RE: Flamenco guitar learning curve (in reply to bursche

quote:

He should travel to Spain and hang out with gypsies.


C'mon guys I'm not going to be pro. I'm speaking about making some steady progress. It doesn't matter what I'll be able to play in the end.
  REPORT THIS POST AS INAPPROPRIATE |  Date Sep. 1 2013 16:56:22
 
chester

Posts: 729
Joined: Oct. 29 2010
 

RE: Flamenco guitar learning curve (in reply to Lionheart

Classical guitar is about playing melodic pieces. Flamenco is more about playing chords with cool strumming and funky rhythms.

I wouldn't recommend delving too deep into solo flamenco guitar (at first) - its like the fancy classical melodies combined with the flamenco rhythms. Steep learning curve.

Like por medio suggested, get comfortable with the grooves (compas) and strumming (rasgueados) first, and it'll be a great foundation to build on later.
  REPORT THIS POST AS INAPPROPRIATE |  Date Sep. 1 2013 17:44:59
 
Lionheart

 

Posts: 10
Joined: Jul. 2 2013
 

RE: Flamenco guitar learning curve (in reply to chester

quote:

Classical guitar is about playing melodic pieces. Flamenco is more about playing chords with cool strumming and funky rhythms.

I wouldn't recommend delving too deep into solo flamenco guitar (at first) - its like the fancy classical melodies combined with the flamenco rhythms. Steep learning curve.

Like por medio suggested, get comfortable with the grooves (compas) and strumming (rasgueados) first, and it'll be a great foundation to build on later.


Well in that case almost all video methods I mentioned before (Graf-Martinez, Herrero etc) do go in line with what you're saying. They teach you strumming first, then they add pulgar, then picado etc. So they all start with rhythm and compas. I was interested in what happens next. As I've said classical guitarists can pick s piece, read the score and start playing in case they've got the necessary technique under their belt.

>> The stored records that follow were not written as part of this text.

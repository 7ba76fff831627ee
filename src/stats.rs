use serde::Serialize;
use std::collections::HashSet;

use crate::analyzers::types::SalesRecord;

/// Row counts for one pass over a sales CSV.
#[derive(Debug, Default, Clone, PartialEq, Serialize)]
pub struct PipelineStats {
    pub total_rows: usize,
    pub usable_rows: usize,

    // drop reasons; a row missing both is counted in both
    pub missing_year: usize,
    pub missing_sales: usize,

    pub publishers: usize,
}

impl PipelineStats {
    pub fn from_records(records: &[SalesRecord]) -> Self {
        let mut s = PipelineStats {
            total_rows: records.len(),
            ..Default::default()
        };
        let mut publishers = HashSet::new();

        for r in records {
            if r.year.is_none() {
                s.missing_year += 1;
            }

            if r.global_sales.is_none() {
                s.missing_sales += 1;
            }

            if r.usable().is_some() {
                s.usable_rows += 1;
                publishers.insert(r.publisher.as_str());
            }
        }

        s.publishers = publishers.len();
        s
    }

    pub fn dropped_rows(&self) -> usize {
        self.total_rows - self.usable_rows
    }

    pub fn pct(part: usize, total: usize) -> f64 {
        if total == 0 {
            0.0
        } else {
            (part as f64 / total as f64) * 100.0
        }
    }

    pub fn usable_pct(&self) -> f64 {
        Self::pct(self.usable_rows, self.total_rows)
    }
}
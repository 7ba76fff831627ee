//! CSV parser for video-game sales exports.

use anyhow::{Context, Result, bail};
use csv::{ReaderBuilder, StringRecord};
use std::io::Read;
use tracing::debug;

use crate::analyzers::types::SalesRecord;

pub const PUBLISHER_COLUMN: &str = "Publisher";
pub const YEAR_COLUMN: &str = "Year";
pub const SALES_COLUMN: &str = "Global_Sales";

/// Positions of the required columns within the header row.
struct Columns {
    publisher: usize,
    year: usize,
    sales: usize,
}

impl Columns {
    fn from_headers(headers: &StringRecord) -> Result<Self> {
        let find = |name: &str| -> Result<usize> {
            match headers.iter().position(|h| h == name) {
                Some(idx) => Ok(idx),
                None => bail!("CSV header is missing required column `{name}`"),
            }
        };

        Ok(Self {
            publisher: find(PUBLISHER_COLUMN)?,
            year: find(YEAR_COLUMN)?,
            sales: find(SALES_COLUMN)?,
        })
    }
}

/// Decodes a sales CSV held in memory.
pub fn parse_sales(bytes: &[u8]) -> Result<Vec<SalesRecord>> {
    parse_sales_from_reader(bytes)
}

/// Decodes a sales CSV into typed records.
///
/// Blank or unparseable `Year` / `Global_Sales` cells become `None` so the
/// aggregator can drop the row. Numeric cells are trimmed before parsing;
/// `Publisher` is kept verbatim since it is the grouping key.
///
/// # Errors
///
/// Returns an error if the header row lacks `Publisher`, `Year` or
/// `Global_Sales`, or if the CSV stream itself is malformed.
pub fn parse_sales_from_reader<R: Read>(reader: R) -> Result<Vec<SalesRecord>> {
    let mut rdr = ReaderBuilder::new().flexible(true).from_reader(reader);

    let headers = rdr.headers().context("Failed to read CSV header row")?.clone();
    let columns = Columns::from_headers(&headers)?;

    let mut records = Vec::new();
    for (index, result) in rdr.records().enumerate() {
        let row = result.with_context(|| format!("Failed to read CSV row {}", index + 1))?;
        let cell = |idx: usize| row.get(idx).unwrap_or("");

        records.push(SalesRecord {
            publisher: cell(columns.publisher).to_string(),
            year: parse_year(cell(columns.year)),
            global_sales: parse_sales_value(cell(columns.sales)),
        });
    }

    debug!(rows = records.len(), "Parsed sales CSV");
    Ok(records)
}

/// Parses a release year. Integral decimals such as `2001.0` are accepted.
pub fn parse_year(raw: &str) -> Option<i32> {
    let raw = raw.trim();
    if let Ok(year) = raw.parse::<i32>() {
        return Some(year);
    }

    let value = raw.parse::<f64>().ok()?;
    if value.is_finite() && value.fract() == 0.0 && value.abs() <= i32::MAX as f64 {
        Some(value as i32)
    } else {
        None
    }
}

/// Parses a sales figure in millions. Non-finite values are rejected.
pub fn parse_sales_value(raw: &str) -> Option<f64> {
    raw.trim().parse::<f64>().ok().filter(|v| v.is_finite())
}

#[cfg(test)]
mod tests {
    use super::*;

    #[test]
    fn test_parse_year_values() {
        assert_eq!(parse_year("2006"), Some(2006));
        assert_eq!(parse_year(" 1985 "), Some(1985));
        assert_eq!(parse_year("2001.0"), Some(2001));
        assert_eq!(parse_year(""), None);
        assert_eq!(parse_year("N/A"), None);
        assert_eq!(parse_year("2001.5"), None);
        assert_eq!(parse_year("NaN"), None);
    }

    #[test]
    fn test_parse_sales_values() {
        assert_eq!(parse_sales_value("82.74"), Some(82.74));
        assert_eq!(parse_sales_value("0.01"), Some(0.01));
        assert_eq!(parse_sales_value("-1.5"), Some(-1.5));
        assert_eq!(parse_sales_value(""), None);
        assert_eq!(parse_sales_value("inf"), None);
        assert_eq!(parse_sales_value("NaN"), None);
        assert_eq!(parse_sales_value("lots"), None);
    }

    #[test]
    fn test_parse_sales_reads_named_columns() {
        let csv = "Rank,Name,Year,Publisher,Global_Sales\n\
                   1,Wii Sports,2006,Nintendo,82.74\n\
                   2,Super Mario Bros.,1985,Nintendo,40.24\n";

        let records = parse_sales(csv.as_bytes()).unwrap();

        assert_eq!(records.len(), 2);
        assert_eq!(records[0], SalesRecord::new("Nintendo", Some(2006), Some(82.74)));
        assert_eq!(records[1], SalesRecord::new("Nintendo", Some(1985), Some(40.24)));
    }

    #[test]
    fn test_blank_and_na_cells_become_none() {
        let csv = "Publisher,Year,Global_Sales\n\
                   Sega,N/A,1.0\n\
                   Sega,1999,\n\
                   Sega,,\n";

        let records = parse_sales(csv.as_bytes()).unwrap();

        assert_eq!(records[0].year, None);
        assert_eq!(records[0].global_sales, Some(1.0));
        assert_eq!(records[1].global_sales, None);
        assert_eq!(records[2], SalesRecord::new("Sega", None, None));
    }

    #[test]
    fn test_short_row_is_kept_as_unusable() {
        let csv = "Publisher,Year,Global_Sales\nCapcom,2004\n";

        let records = parse_sales(csv.as_bytes()).unwrap();

        assert_eq!(records, vec![SalesRecord::new("Capcom", Some(2004), None)]);
    }

    #[test]
    fn test_missing_column_is_an_error() {
        let csv = "Publisher,Year,NA_Sales\nSega,1999,1.0\n";

        let err = parse_sales(csv.as_bytes()).unwrap_err();
        assert!(err.to_string().contains("Global_Sales"));
    }

    #[test]
    fn test_publisher_is_not_trimmed() {
        let csv = "Publisher,Year,Global_Sales\n\
                   Sega , 1999 , 1.0 \n\
                   Sega,2001,2.0\n";

        let records = parse_sales(csv.as_bytes()).unwrap();

        assert_eq!(records[0], SalesRecord::new("Sega ", Some(1999), Some(1.0)));
        assert_eq!(records[1].publisher, "Sega");
    }

    #[test]
    fn test_invalid_utf8_is_an_error() {
        let result = parse_sales(b"Publisher,Year,Global_Sales\n\xff\xfe,2001,1.0\n");
        assert!(result.is_err());
    }

    #[test]
    fn test_header_only_yields_no_records() {
        let records = parse_sales(b"Publisher,Year,Global_Sales\n").unwrap();
        assert!(records.is_empty());
    }
}
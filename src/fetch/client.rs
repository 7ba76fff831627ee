use async_trait::async_trait;
use reqwest::{Request, Response};

/// Transport used to download a remote sales CSV.
#[async_trait]
pub trait HttpClient: Send + Sync {
    async fn execute(&self, req: Request) -> reqwest::Result<Response>;
}
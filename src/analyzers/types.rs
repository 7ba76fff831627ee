//! Data types used by the aggregation pipeline.

use chrono::{DateTime, Utc};
use serde::ser::SerializeStruct;
use serde::{Serialize, Serializer};

/// Sales from this year onward land in the post-2000 bucket.
pub const SPLIT_YEAR: i32 = 2000;

/// A single game row, typed at the CSV boundary.
///
/// `None` means the cell was blank or did not parse; such records are
/// dropped before aggregation.
#[derive(Debug, Clone, PartialEq)]
pub struct SalesRecord {
    pub publisher: String,
    pub year: Option<i32>,
    pub global_sales: Option<f64>,
}

impl SalesRecord {
    pub fn new(publisher: &str, year: Option<i32>, global_sales: Option<f64>) -> Self {
        Self {
            publisher: publisher.to_string(),
            year,
            global_sales,
        }
    }

    /// Returns the bucket and sales amount, or `None` if the record is unusable.
    pub fn usable(&self) -> Option<(Period, f64)> {
        match (self.year, self.global_sales) {
            (Some(year), Some(sales)) => Some((Period::from_year(year), sales)),
            _ => None,
        }
    }
}

/// Time bucket a sale is summed into.
#[derive(Debug, Clone, Copy, PartialEq, Eq)]
pub enum Period {
    Pre2000,
    Post2000,
}

impl Period {
    pub fn from_year(year: i32) -> Self {
        if year < SPLIT_YEAR {
            Period::Pre2000
        } else {
            Period::Post2000
        }
    }
}

/// Per-publisher sales split into the two periods.
///
/// The total is always derived from the two buckets and is never stored.
#[derive(Debug, Clone, PartialEq)]
pub struct PublisherAggregate {
    publisher: String,
    sales_pre_2000: f64,
    sales_post_2000: f64,
}

impl PublisherAggregate {
    pub fn new(publisher: &str) -> Self {
        Self {
            publisher: publisher.to_string(),
            sales_pre_2000: 0.0,
            sales_post_2000: 0.0,
        }
    }

    pub fn add(&mut self, period: Period, sales: f64) {
        match period {
            Period::Pre2000 => self.sales_pre_2000 += sales,
            Period::Post2000 => self.sales_post_2000 += sales,
        }
    }

    pub fn publisher(&self) -> &str {
        &self.publisher
    }

    pub fn sales_pre_2000(&self) -> f64 {
        self.sales_pre_2000
    }

    pub fn sales_post_2000(&self) -> f64 {
        self.sales_post_2000
    }

    pub fn total_sales(&self) -> f64 {
        self.sales_pre_2000 + self.sales_post_2000
    }
}

impl Serialize for PublisherAggregate {
    fn serialize<S: Serializer>(&self, serializer: S) -> Result<S::Ok, S::Error> {
        let mut s = serializer.serialize_struct("PublisherAggregate", 4)?;
        s.serialize_field("publisher", &self.publisher)?;
        s.serialize_field("sales_pre_2000", &self.sales_pre_2000)?;
        s.serialize_field("sales_post_2000", &self.sales_post_2000)?;
        s.serialize_field("total_sales", &self.total_sales())?;
        s.end()
    }
}

/// One stacked segment of the chart.
#[derive(Debug, Clone, Serialize)]
pub struct SeriesInfo {
    pub(crate) key: &'static str,
    pub(crate) label: &'static str,
    pub(crate) color: &'static str,
}

/// Ranked publishers plus what a renderer needs to draw them.
#[derive(Debug, Serialize)]
pub struct ChartReport {
    pub(crate) schema_version: u8,
    pub(crate) generated_at: DateTime<Utc>,
    pub(crate) source: String,
    pub(crate) title: String,
    pub(crate) x_axis_label: &'static str,
    pub(crate) y_axis_label: &'static str,
    pub(crate) series: Vec<SeriesInfo>,
    pub(crate) publishers: Vec<PublisherAggregate>,
}

impl ChartReport {
    pub fn new(source: &str, top_n: usize, publishers: Vec<PublisherAggregate>) -> Self {
        Self {
            schema_version: 1,
            generated_at: Utc::now(),
            source: source.to_string(),
            title: format!("Top {top_n} Publishers by Global Sales (Pre and Post 2000)"),
            x_axis_label: "Global Sales (in millions)",
            y_axis_label: "Publisher",
            series: vec![
                SeriesInfo {
                    key: "sales_pre_2000",
                    label: "Pre 2000",
                    color: "#69b3a2",
                },
                SeriesInfo {
                    key: "sales_post_2000",
                    label: "Post 2000",
                    color: "#404080",
                },
            ],
            publishers,
        }
    }

    pub fn title(&self) -> &str {
        &self.title
    }

    pub fn publishers(&self) -> &[PublisherAggregate] {
        &self.publishers
    }
}

#[cfg(test)]
mod tests {
    use super::*;

    #[test]
    fn test_period_boundary() {
        assert_eq!(Period::from_year(1999), Period::Pre2000);
        assert_eq!(Period::from_year(2000), Period::Post2000);
        assert_eq!(Period::from_year(1980), Period::Pre2000);
        assert_eq!(Period::from_year(2016), Period::Post2000);
    }

    #[test]
    fn test_usable_requires_both_fields() {
        assert!(SalesRecord::new("A", Some(2001), Some(1.0)).usable().is_some());
        assert!(SalesRecord::new("A", None, Some(1.0)).usable().is_none());
        assert!(SalesRecord::new("A", Some(2001), None).usable().is_none());
    }

    #[test]
    fn test_total_is_sum_of_buckets() {
        let mut agg = PublisherAggregate::new("Nintendo");
        agg.add(Period::Pre2000, 0.1);
        agg.add(Period::Post2000, 0.2);
        agg.add(Period::Post2000, 0.3);

        assert_eq!(agg.total_sales(), agg.sales_pre_2000() + agg.sales_post_2000());
    }

    #[test]
    fn test_aggregate_serializes_renderer_field_names() {
        let mut agg = PublisherAggregate::new("Sega");
        agg.add(Period::Pre2000, 1.5);
        agg.add(Period::Post2000, 2.0);

        let value = serde_json::to_value(&agg).unwrap();
        assert_eq!(value["publisher"], "Sega");
        assert_eq!(value["sales_pre_2000"], 1.5);
        assert_eq!(value["sales_post_2000"], 2.0);
        assert_eq!(value["total_sales"], 3.5);
    }

    #[test]
    fn test_report_title_matches_top_n() {
        let report = ChartReport::new("vgsales.csv", 10, vec![]);
        assert_eq!(
            report.title(),
            "Top 10 Publishers by Global Sales (Pre and Post 2000)"
        );
        assert_eq!(report.series.len(), 2);
    }
}
//! Publisher sales aggregation and ranking.
//!
//! This module groups per-game sales rows by publisher, splits them into
//! pre/post 2000 buckets, ranks publishers by total sales, and packages the
//! result as a chart report that can be written locally or uploaded to S3.

pub mod aggregate;
pub mod analyzer;
pub mod types;
pub mod writetos3;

Just was wondering what flamenco guitarists do once they are comfortable with compas and the technical stuff.
  REPORT THIS POST AS INAPPROPRIATE |  Date Sep. 1 2013 18:35:16
 
chester

Posts: 729
Joined: Oct. 29 2010
 

RE: Flamenco guitar learning curve (in reply to Lionheart

Oh, well that's easy - find other people who play flamenco and make music together!
  REPORT THIS POST AS INAPPROPRIATE |  Date Sep. 1 2013 18:51:18
 
por medio

 

Posts: 289
Joined: Nov. 15 2009
 

RE: Flamenco guitar learning curve (in reply to Lionheart

quote:

Just was wondering what flamenco guitarists do once they are comfortable with compas and the technical stuff


What Chester is saying is right. More specifically, dance classes and if you're lucky, a singer.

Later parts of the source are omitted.